Upper Chest Clavicular HeadNow that’s a great upper chest you see on the left there. You hear a lot of discussion about building parts of a muscle. Some of the most frequent are, how to build upper chest, lower biceps and the like. But can you actually change the look of PART of a muscle? Well I guess that depends on the muscle and it’s attachments. Well the groups that make up the muscle more than the attachment, but we’ll get into that.

Building The Upper Chest : My Opinion

Some people say that because the chest is a fan shaped muscle you cannot work the upper chest separately. Others swear that exercises such as the incline press, planche pushups and elbows high pec deck works them like crazy.

I think a couple different things about building the upper chest at this point in my training. I think that most lack of upper chest development (beside the fact that someone doesn’t train chest at all) is because of tight fascia and scar tissue. When people start stretching the chest more for example with incline presses, incline flyes or overhead squats, the upper chest is free to grow again. There is more blood flow and the fascia gets stretched out. That’s a part of the theory at any rate. I know after an A.R.T. session in any muscle group the pump I get there is fantastic. Since the pump is a result of blood flow and blood carries nutrients it’s not a far stretch to think that a lack of scar tissue and loosening up the fascia would have to be a great thing if you want to build your upper chest area. At the very least it certainly can’t hurt at all.

That is just my opinion at this point. Mind you it’s a great opinion (if you can’t agree with yourself then you got problems!). This reasoning has led me to only doing upper chest stretching (as part of my normal stretching routine) and to hit the 80/20 chest exercises when I work chest.

But What About Actually Building The Upper Chest Through Workouts And Exercises?

I guess the real question at this point though is: Can or will doing specific upper chest building exercises or workouts build the upper chest any faster than another say ‘flat’ chest movement?

What is the upper chest first of all?

The upper chest is the Pectoralis Major but more specifically you can see it is the clavicular head. One side attaches on the inside two-thirds of the front edge of your collar bone and the other ‘end’ just below the top of your arm bone, along the outside edge. Look at a picture of Franco Columbo for an outstanding example of upper chest or clavicular head development.

What does the upper chest do?

It adducts (pulls into the center of your body) the upper arm horizontally across the front of the chest and also assists in elevating the arm. The clavicular head works closely with the sternal head when the arm extends back in a dumbbell or cable fly. In the fully extended position the stress is primarily on the sternal head, as the arms begin flexing forward the stress begins to shift from the sternal head to the clavicular head. With the arms held in the front at the completion of the movement, the stress is shifted almost completely to the clavicular head.

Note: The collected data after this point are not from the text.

use crate::codec::Topic;
use thiserror::Error;

/// Errors that can occur in modstream
#[derive(Error, Debug)]
pub enum Error {
    /// WebSocket protocol error
    #[error("WebSocket error: {0}")]
    WebSocket(#[from] tokio_tungstenite::tungstenite::Error),

    /// Failed to establish a connection (DNS, TCP, TLS, or handshake)
    #[error("connection failed: {0}")]
    Connect(String),

    /// Outbound frame could not be serialized
    #[error("frame serialization failed: {0}")]
    Serialize(#[from] serde_json::Error),

    /// The manager was started twice
    #[error("manager is already running")]
    AlreadyRunning,

    /// Channel send error
    #[error("channel send error: {0}")]
    ChannelSend(String),
}

/// Successful outcome of [`ShardManager::add_topic`].
///
/// `shard_id` is `None` when the topic was already known to the manager and
/// no network activity took place.
///
/// [`ShardManager::add_topic`]: crate::ShardManager::add_topic
#[derive(Debug, Clone)]
pub struct TopicAdded {
    pub topic: Topic,
    pub shard_id: Option<usize>,
}

/// Failure outcome of [`ShardManager::add_topic`].
///
/// `ShardFull` never escapes the manager: it triggers overflow into a freshly
/// created shard instead. Every other variant is surfaced to the caller
/// unchanged.
///
/// [`ShardManager::add_topic`]: crate::ShardManager::add_topic
#[derive(Error, Debug)]
pub enum AddTopicError {
    /// The shard is already at its topic capacity.
    #[error("shard {shard_id} is full")]
    ShardFull { topic: Topic, shard_id: usize },

    /// The correlation window elapsed without a `RESPONSE`.
    #[error("no response from upstream for {topic} on shard {shard_id}")]
    NoResponse { topic: Topic, shard_id: usize },

    /// The upstream explicitly rejected the subscribe request.
    #[error("upstream rejected {topic} on shard {shard_id}: {message}")]
    Rejected {
        topic: Topic,
        shard_id: usize,
        message: String,
    },

    /// The shard's connection task is gone (failed shard or teardown).
    #[error("shard {shard_id} is no longer accepting requests")]
    ShardUnavailable { topic: Topic, shard_id: usize },

    /// The manager has not been started.
    #[error("manager is not running")]
    NotStarted { topic: Topic },
}

impl AddTopicError {
    /// The topic the failed request was for.
    pub fn topic(&self) -> &Topic {
        match self {
            AddTopicError::ShardFull { topic, .. }
            | AddTopicError::NoResponse { topic, .. }
            | AddTopicError::Rejected { topic, .. }
            | AddTopicError::ShardUnavailable { topic, .. }
            | AddTopicError::NotStarted { topic } => topic,
        }
    }
}

#[cfg(test)]
mod tests {
    use super::*;

    #[test]
    fn test_add_topic_error_messages_carry_context() {
        let topic = Topic::new("1", "2");
        let err = AddTopicError::Rejected {
            topic: topic.clone(),
            shard_id: 3,
            message: "ERR_BADAUTH".to_string(),
        };
        let msg = err.to_string();
        assert!(msg.contains("shard 3"));
        assert!(msg.contains("ERR_BADAUTH"));
        assert_eq!(err.topic(), &topic);
    }
}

Bottom Line On Upper Chest Development Through Workouts And Exercises?

There is a function of the upper chest, we’ve shown it. If there is a function then it can be trained through specific weight training exercises that can be put into an upper chest workout to build it up.

I found this information below on the IFPA website and it started to shed some light.

There is still an ongoing debate between the researchers performing MRI analysis and bodybuilders.

The MRI research shows you cannot move stress on the pectorals from the medial fibers (inner) by performing narrow grip chest presses, or to the lateral fibers (outer) by performing wide grip chest presses. The reason is that the pectoral fibers run from clavical to humerus as a single fiber. You can move stress upward, to the clavicular head with incline presses and lower, to the inferior sternal fibers, but research says you cannot move stress medially or laterally on the chest. However, many bodybuilders disagree, they have found that they can develop medial or lateral pectoral fibers.

Bodybuilders claim that the wide grip chest press works the lateral fibers and narrow grip chest presses, with the elbows flared at 45 degrees work the medial fibers. I would like to hear from the athletes performing these movements and see what results they get.

Here are a few of my favorite exercises for working the upper chest that fill all the criteria needed to build the upper chest.

1. Upper Chest Cable Cross-Overs
You will need either a cable-cross over machine or a single high pulley for this exercise.
Get into position standing between the two high cross-over pulleys then take a small step forward. This small step forward puts more tension on the upper pecs at the start of the movement by increasing the stretch.

Bend over at the waist up to about 90 degrees.

The movement itself is very similar to the normal crossover. However, as you bring the cables in, you should push your hands forward of your body in a wide arc rather than bringing them directly down under your torso.

Essentially, you will be trying to bring the cable handles under your face rather than under your chest. This is the key to activating the upper pectoral fibers.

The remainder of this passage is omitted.